Was Mouchot thus wrong, as some shills for the coal industry might proclaim? No, the reality is that there are limited reserves of coal, oil, and natural gas — and far more importantly, there are very limited high-quality reserves. What that means is that as time has gone by, the economics of extraction have been approaching a brick wall — whereby the use of such resources will become more expensive as time goes by, and thus less use will occur. That being the case, if anything like modern industrial-style civilization is to exist a few hundred years from now (an open question), it would have to rely upon renewable energy technologies — including possibly solar energy technologies, such as those designed by Mouchot.
Amongst the designs created by Mouchot were solar cookers, parabolic trough solar collectors (definitely still of use for various purposes); various solar steam engine designs (with modified versions of some designs potentially being of value); and even a concentrated-solar-steam-engine-powered compressor used to make ice and/or ice cream.
To highlight his work on solar steam engines, Mouchot displayed a number of designs — including the aforementioned concentrating-solar design that powered a compressor to make ice cream — at the Universal Exhibition in Paris in 1878. Despite winning some accolades at this show, his support from the French government was soon cut due to improving economics for coal transport and import. Solar energy was deemed by the government of the time to be “uneconomical.”
It was at the just mentioned Universal Exhibition in Paris that Mouchot was quoted as stating: “One must not believe, despite the silence of modern writings, that the idea of using solar heat for mechanical operations is recent. On the contrary, one must recognize that this idea is very ancient and (through) its slow development across the centuries it has given birth to various curious devices.”
Frank Shuman (1862–1918) — Solar Steam Engines, Solar Thermal Train, Solar Thermal Power Stations, & Various Types Of Associated Safety Glass
“One thing I feel sure of … is that the human race must finally utilize direct sun power or revert to barbarism.” — Frank Shuman (1862–1918)
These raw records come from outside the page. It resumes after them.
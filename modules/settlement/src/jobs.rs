//! Finalize job queue and worker
//!
//! Builders enqueue one [`FinalizeJob`] per provisional posting. The worker
//! consumes the queue on its own task, runs each job under retry with a
//! lane-specific timeout, and logs jobs that exhaust their retries as
//! dead-lettered.

use async_trait::async_trait;
use std::sync::Arc;
use std::time::Duration;
use tokio::sync::mpsc::{unbounded_channel, UnboundedReceiver, UnboundedSender};
use tokio::task::JoinHandle;
use tracing::Instrument;

use crate::models::PostingId;
use crate::retry::{retry_with_backoff, RetryConfig};
use crate::services::finalize_service::{FinalizeError, FinalizeOutcome, FinalizeService};

#[derive(Debug, thiserror::Error)]
pub enum JobError {
    #[error("Job queue is closed")]
    QueueClosed,

    #[error("Finalize of {posting_id} timed out after {secs}s on the {lane} lane")]
    Timeout {
        posting_id: PostingId,
        lane: JobLane,
        secs: u64,
    },

    #[error(transparent)]
    Finalize(#[from] FinalizeError),
}

#[derive(Debug, Clone, Copy, PartialEq, Eq, Hash)]
pub enum JobLane {
    Default,
    /// Postings with many lines
    Long,
}

impl JobLane {
    pub fn for_line_count(lines: usize, long_threshold: usize) -> Self {
        if lines > long_threshold {
            JobLane::Long
        } else {
            JobLane::Default
        }
    }

    pub fn timeout(&self) -> Duration {
        match self {
            JobLane::Default => Duration::from_secs(300),
            JobLane::Long => Duration::from_secs(3600),
        }
    }

    pub fn as_str(&self) -> &'static str {
        match self {
            JobLane::Default => "default",
            JobLane::Long => "long",
        }
    }
}

impl std::fmt::Display for JobLane {
    fn fmt(&self, f: &mut std::fmt::Formatter<'_>) -> std::fmt::Result {
        f.write_str(self.as_str())
    }
}

#[derive(Debug, Clone, PartialEq)]
pub struct FinalizeJob {
    pub posting_id: PostingId,
    pub report_id: String,
    pub lane: JobLane,
}

#[async_trait]
pub trait JobQueue: Send + Sync {
    async fn enqueue(&self, job: FinalizeJob) -> Result<(), JobError>;
}

/// Queue backed by an unbounded tokio channel
#[derive(Clone)]
pub struct InMemoryJobQueue {
    tx: UnboundedSender<FinalizeJob>,
}

impl InMemoryJobQueue {
    pub fn new() -> (Self, UnboundedReceiver<FinalizeJob>) {
        let (tx, rx) = unbounded_channel();
        (Self { tx }, rx)
    }
}

#[async_trait]
impl JobQueue for InMemoryJobQueue {
    async fn enqueue(&self, job: FinalizeJob) -> Result<(), JobError> {
        tracing::debug!(
            posting_id = %job.posting_id,
            report_id = %job.report_id,
            lane = %job.lane,
            "Enqueued finalize job"
        );
        self.tx.send(job).map_err(|_| JobError::QueueClosed)
    }
}

/// Spawn the finalize consumer; the task ends when every sender is dropped
pub fn start_finalize_worker(
    mut rx: UnboundedReceiver<FinalizeJob>,
    service: Arc<FinalizeService>,
) -> JoinHandle<()> {
    tokio::spawn(async move {
        tracing::info!("Starting finalize worker");

        let retry_config = RetryConfig::default();

        while let Some(job) = rx.recv().await {
            let span = tracing::info_span!(
                "finalize_posting",
                posting_id = %job.posting_id,
                report_id = %job.report_id,
                lane = %job.lane
            );

            async {
                let result = retry_with_backoff(
                    || run_job(&service, &job),
                    &retry_config,
                    "finalize_worker",
                )
                .await;

                if let Err(e) = result {
                    tracing::error!(
                        error = %e,
                        retry_count = retry_config.max_attempts,
                        "Finalize job failed after retries, dead-lettered"
                    );
                }
            }
            .instrument(span)
            .await;
        }

        tracing::warn!("Finalize worker stopped");
    })
}

async fn run_job(service: &FinalizeService, job: &FinalizeJob) -> Result<FinalizeOutcome, JobError> {
    let timeout = job.lane.timeout();
    match tokio::time::timeout(timeout, service.finalize(job.posting_id)).await {
        Ok(result) => Ok(result?),
        Err(_) => Err(JobError::Timeout {
            posting_id: job.posting_id,
            lane: job.lane,
            secs: timeout.as_secs(),
        }),
    }
}

#[cfg(test)]
mod tests {
    use super::*;
    use crate::config::{AccountMap, SettlementSettings};
    use crate::ledger::{InMemoryLedger, LedgerPort};
    use crate::models::{PostingDraft, PostingLine, PostingStatus};
    use chrono::NaiveDate;
    use rust_decimal::Decimal;
    use rust_decimal_macros::dec;
    use std::collections::{BTreeMap, HashMap};

    fn settings() -> Arc<SettlementSettings> {
        Arc::new(SettlementSettings {
            base_currency: "USD".into(),
            currency_precision: 2,
            accounts: AccountMap {
                currencies: HashMap::new(),
                reimbursement: "Reimbursements".into(),
                misc_fees: "Misc Fees".into(),
                round_off: "Round Off".into(),
                bank: "Bank".into(),
                special_fees: BTreeMap::new(),
                charge_account_prefix: "Amazon".into(),
            },
            reports_per_run: 4,
            days_back: 90,
            after_date: None,
            report_spacing: Duration::ZERO,
            misc_fee_alert_threshold: dec!(50),
            large_imbalance_threshold: Decimal::ONE,
            long_lane_line_threshold: 200,
            clearing_lookback_days: 90,
        })
    }

    #[test]
    fn lane_depends_on_line_count() {
        assert_eq!(JobLane::for_line_count(200, 200), JobLane::Default);
        assert_eq!(JobLane::for_line_count(201, 200), JobLane::Long);
        assert!(JobLane::Long.timeout() > JobLane::Default.timeout());
    }

    #[tokio::test]
    async fn worker_confirms_queued_postings() {
        let ledger = Arc::new(InMemoryLedger::new());
        let mut draft = PostingDraft {
            report_id: "R1".into(),
            posting_date: NaiveDate::from_ymd_opt(2025, 3, 10).unwrap(),
            deposit_at: None,
            remark: String::new(),
            multi_currency: false,
            lines: vec![
                PostingLine::new("Clearing USD", "USD", Decimal::ONE).with_debit(dec!(10)),
                PostingLine::new("Debtors USD", "USD", Decimal::ONE).with_credit(dec!(10)),
            ],
        };
        draft.renumber();
        let id = ledger.create_posting(draft).await.unwrap();

        let (queue, rx) = InMemoryJobQueue::new();
        let service = Arc::new(FinalizeService::new(ledger.clone(), settings()));
        let handle = start_finalize_worker(rx, service);

        queue
            .enqueue(FinalizeJob {
                posting_id: id,
                report_id: "R1".into(),
                lane: JobLane::Default,
            })
            .await
            .unwrap();
        drop(queue);
        handle.await.unwrap();

        let posting = ledger.get_posting(id).await.unwrap().unwrap();
        assert_eq!(posting.status, PostingStatus::Final);
    }

    #[tokio::test]
    async fn enqueue_fails_once_the_worker_is_gone() {
        let (queue, rx) = InMemoryJobQueue::new();
        drop(rx);
        let err = queue
            .enqueue(FinalizeJob {
                posting_id: uuid::Uuid::new_v4(),
                report_id: "R1".into(),
                lane: JobLane::Default,
            })
            .await
            .unwrap_err();
        assert!(matches!(err, JobError::QueueClosed));
    }
}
That statement comes to us from the American solar energy system developer Frank Shuman — perhaps best known for building the “world’s first” solar thermal power plant, back in 1912 in Egypt. In that system, parabolic troughs were used to concentrate light, create steam, and thus power a ~65 horsepower steam engine that was able to pump a reported 6,000 gallons of water a minute to agricultural fields from the Nile River.
Other designs of Shuman’s included a solar thermal train demonstrated in 1910; various types of solar engines including those utilizing self-designed low-pressure steam turbines; and various types of laminated and/or wired safety glass (and machines and processes to manufacture these safety glasses); amongst other things.
Also notable here is that Shuman founded a company known as the Sun Power Company back in 1908, with the intent being to commercially develop solar energy technologies. The plans never came to serious fruition, though, due to the increasing exploitation of fossil oil reserves in the years following his 1918 death.
Given that the cheapest reserves of oil have now largely been pumped to the point of low-flow rates, and that developers are increasingly dependent upon relatively high-cost extraction methods (hydraulic fracturing, aka fracking, and tar sands), difficult locations (offshore rigs), and geopolitically ambiguous regions (the Middle East and soon the Arctic), it seems likely that solar energy technology usage will increase in the decades ahead. So, Shuman appears to have simply been “early,” not wrong.